Later in life the same pathology can result in distal intestinal obstruction syndrome (DIOS).
How can CF cause neonatal jaundice?
CF can cause cholestasis
How can CF present in neonates?
1) Meconium ileus
2) Prolonged neonatal jaundice
3) Failure to thrive
When are the majority of cases of CF picked up?
Heelprick test at birth.
How does meconium ileus present?
- abdominal distension
- delayed passaage of meconium
- bilious vomiting in first days of life
Clinical features of CF?
Neonates:
- meconium ileus
- prolonged neonatal jaundice
- failure to thrive
Infancy:
- recurrent LRTIs
- pancreatic insufficiency: steatorrhoea
Childhood:
- rectal prolapse
- nasal polyps (strongly suspect CF in children presenting with nasal polyps)
- sinusitis
Adolescence:
- pancreatic insufficiency: diabetes mellitus
- chronic lung disease e.g. bronchiectasis
- Distal intestinal obstruction syndrome (DIOS)
- gallstones
- liver cirrhosis
- pancreatitis (from blockage of pancreatic ducts)

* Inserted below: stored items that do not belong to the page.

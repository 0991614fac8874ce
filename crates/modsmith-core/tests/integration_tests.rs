//! Integration tests for modsmith-core, driving the services through the
//! public API with small in-process fakes for every port.

use std::collections::{BTreeMap, BTreeSet};
use std::path::{Path, PathBuf};
use std::sync::{Arc, Mutex};

use modsmith_core::{
    application::{ApplicationError, ports::RenderedComponent},
    domain::{ItemOptions, ItemType, LocaleOutcome, MobOptions},
    prelude::*,
};

#[derive(Default)]
struct State {
    files: BTreeMap<PathBuf, String>,
    dirs: BTreeSet<PathBuf>,
}

/// Shared-state filesystem so the test keeps a handle after boxing.
#[derive(Clone, Default)]
struct FakeFs(Arc<Mutex<State>>);

impl FakeFs {
    fn with_file(self, path: &str, content: &str) -> Self {
        let path = PathBuf::from(path);
        {
            let mut state = self.0.lock().unwrap();
            for ancestor in path.ancestors().skip(1) {
                state.dirs.insert(ancestor.to_path_buf());
            }
            state.files.insert(path, content.to_string());
        }
        self
    }

    fn with_dir(self, path: &str) -> Self {
        self.0.lock().unwrap().dirs.insert(PathBuf::from(path));
        self
    }

    fn read(&self, path: &str) -> Option<String> {
        self.0.lock().unwrap().files.get(Path::new(path)).cloned()
    }
}

impl Filesystem for FakeFs {
    fn create_dir_all(&self, path: &Path) -> ModsmithResult<()> {
        let mut state = self.0.lock().unwrap();
        for ancestor in path.ancestors() {
            state.dirs.insert(ancestor.to_path_buf());
        }
        Ok(())
    }

    fn write_file(&self, path: &Path, content: &str) -> ModsmithResult<()> {
        self.0
            .lock()
            .unwrap()
            .files
            .insert(path.to_path_buf(), content.to_string());
        Ok(())
    }

    fn read_to_string(&self, path: &Path) -> ModsmithResult<String> {
        self.0
            .lock()
            .unwrap()
            .files
            .get(path)
            .cloned()
            .ok_or_else(|| {
                ApplicationError::FilesystemError {
                    path: path.to_path_buf(),
                    reason: "not found".into(),
                }
                .into()
            })
    }

    fn append_file(&self, path: &Path, content: &str) -> ModsmithResult<()> {
        self.0
            .lock()
            .unwrap()
            .files
            .entry(path.to_path_buf())
            .or_default()
            .push_str(content);
        Ok(())
    }

    fn exists(&self, path: &Path) -> bool {
        let state = self.0.lock().unwrap();
        state.files.contains_key(path) || state.dirs.contains(path)
    }

    fn is_dir(&self, path: &Path) -> bool {
        self.0.lock().unwrap().dirs.contains(path)
    }
}

/// Renders a fixed two-file project and a one-line component.
struct StubRenderer;

impl TemplateRenderer for StubRenderer {
    fn render_project(
        &self,
        _kind: TemplateKind,
        config: &ProjectConfig,
    ) -> ModsmithResult<TemplateFileSet> {
        let mut files = TemplateFileSet::new();
        files.insert(
            "build.gradle",
            format!(
                "project.ext.modID = \"{}\"\nfiles(\"Necesse.jar\")\n",
                config.mod_id()
            ),
        )?;
        files.insert("src/main/resources/locale/en.lang", "[item]\n")?;
        Ok(files)
    }

    fn render_component(
        &self,
        context: &ExistingProjectContext,
        options: &ComponentOptions,
    ) -> ModsmithResult<RenderedComponent> {
        Ok(RenderedComponent {
            file_name: format!("{}.java", options.class_name()),
            content: format!(
                "package {};\n",
                context.component_package(options.kind())
            ),
        })
    }
}

struct FakeVcs {
    fail: bool,
    calls: Arc<Mutex<Vec<PathBuf>>>,
}

impl VersionControl for FakeVcs {
    fn init(&self, path: &Path) -> ModsmithResult<()> {
        self.calls.lock().unwrap().push(path.to_path_buf());
        if self.fail {
            return Err(ApplicationError::VersionControlFailed {
                reason: "git not installed".into(),
            }
            .into());
        }
        Ok(())
    }
}

fn config() -> ProjectConfig {
    ProjectConfig::builder("My Mod")
        .output_dir("/out")
        .build()
        .unwrap()
}

#[test]
fn scaffold_writes_rendered_files_and_inits_repository() {
    let fs = FakeFs::default();
    let calls = Arc::new(Mutex::new(Vec::new()));
    let service = ScaffoldService::new(
        Box::new(StubRenderer),
        Box::new(fs.clone()),
        Box::new(FakeVcs {
            fail: false,
            calls: calls.clone(),
        }),
    );

    let report = service.scaffold(&config()).unwrap();

    assert_eq!(report.project_path, PathBuf::from("/out/MyMod"));
    assert_eq!(report.files_written.len(), 2);
    assert!(report.vcs_initialized);
    assert!(report.vcs_warning.is_none());
    assert_eq!(*calls.lock().unwrap(), vec![PathBuf::from("/out/MyMod")]);
    assert!(
        fs.read("/out/MyMod/build.gradle")
            .unwrap()
            .contains("\"mymod\"")
    );
}

#[test]
fn failed_repository_init_only_warns() {
    let fs = FakeFs::default();
    let service = ScaffoldService::new(
        Box::new(StubRenderer),
        Box::new(fs.clone()),
        Box::new(FakeVcs {
            fail: true,
            calls: Arc::default(),
        }),
    );

    let report = service.scaffold(&config()).unwrap();

    assert!(!report.vcs_initialized);
    assert!(report.vcs_warning.is_some());
    assert!(fs.read("/out/MyMod/build.gradle").is_some());
}

#[test]
fn scaffolded_project_accepts_components() {
    let fs = FakeFs::default();
    ScaffoldService::new(
        Box::new(StubRenderer),
        Box::new(fs.clone()),
        Box::new(FakeVcs {
            fail: false,
            calls: Arc::default(),
        }),
    )
    .scaffold(&config())
    .unwrap();
    let fs = fs.with_dir("/out/MyMod/src/main/java/mymod");

    let context = ProjectLocator::new(Box::new(fs.clone()))
        .locate(Path::new("/out/MyMod/src/main/java/mymod"))
        .unwrap();
    assert_eq!(context.root_dir(), Path::new("/out/MyMod"));
    assert_eq!(context.mod_id(), "mymod");

    let components = ComponentService::new(Box::new(StubRenderer), Box::new(fs.clone()));
    let sword = components
        .add_item(&context, ItemOptions::new("Fire Sword", ItemType::Weapon))
        .unwrap();
    let bat = components
        .add_mob(&context, MobOptions::new("Cave Bat"))
        .unwrap();

    assert_eq!(sword.locale, LocaleOutcome::Appended);
    assert_eq!(bat.class_name, "CaveBatMob");
    assert_eq!(
        fs.read("/out/MyMod/src/main/java/mymod/items/FireSword.java")
            .as_deref(),
        Some("package mymod.items;\n")
    );
    assert_eq!(
        fs.read("/out/MyMod/src/main/resources/locale/en.lang")
            .as_deref(),
        Some("[item]\nitem.firesword=Fire Sword\nmob.cavebat=Cave Bat\n")
    );
}

#[test]
fn locating_outside_any_project_fails() {
    let fs = FakeFs::default().with_file("/work/build.gradle", "apply plugin: 'java'\n");
    let err = ProjectLocator::new(Box::new(fs))
        .locate(Path::new("/work/sub"))
        .unwrap_err();
    assert!(err.is_not_a_project());
}

#[test]
fn builder_rejects_bad_mod_id() {
    let err = ProjectConfig::builder("My Mod")
        .mod_id("my mod")
        .build()
        .unwrap_err();
    assert_eq!(
        ModsmithError::from(err).category(),
        modsmith_core::error::ErrorCategory::Validation
    );
}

What causes nasal polyps in CF?
Thickened secretions in sinuses can lead to recurrent infection and subsequent nasal polyps due to chronic inflammation.
How does distal intestinal obstruction syndrome (DIOS) present?
- bloating
- abdo pain
- vomiting
Symptoms of CF?
- Chronic cough
- Thick sputum production
- Recurrent respiratory tract infections
- Loose, greasy stools (steatorrhoea) due to a lack of fat digesting lipase enzymes
- Abdominal pain and bloating
- Parents may report the child tastes particularly salty when they kiss them, due to the concentrated salt in the sweat
- Poor weight and height gain (failure to thrive)
What signs may be seen in CF?
1) Low weight or height on growth charts
2) Nasal polyps
3) Finger clubbing (e.g. bronchiectasis)
4) Crackles and wheezes on auscultation
5) Abdominal distention
How can a diagnosis of CF be made?
1) Fitting clinical history
2) Positive chloride sweat test
There are three key methods for establishing a diagnosis of CF that you should remember for your exams.
What are they?
1) Newborn blood spot testing –> performed on all children shortly after birth and picks up most cases
2) Sweat test –> gold standard
3) Genetic testing for CFTR gene –> can be performed during pregnancy by amniocentesis or chorionic villous sampling, or as a blood test after birth
What happens in the sweat test for CF?
1) Pilocarpine is applied to a patch of skin.
2) Electrodes are placed either side of the patch and a small current is passed between the electrodes.
3) This causes the skin to sweat.
4) The sweat is absorbed with lab issued gauze or filter paper and sent to the lab for testing for the chloride concentration.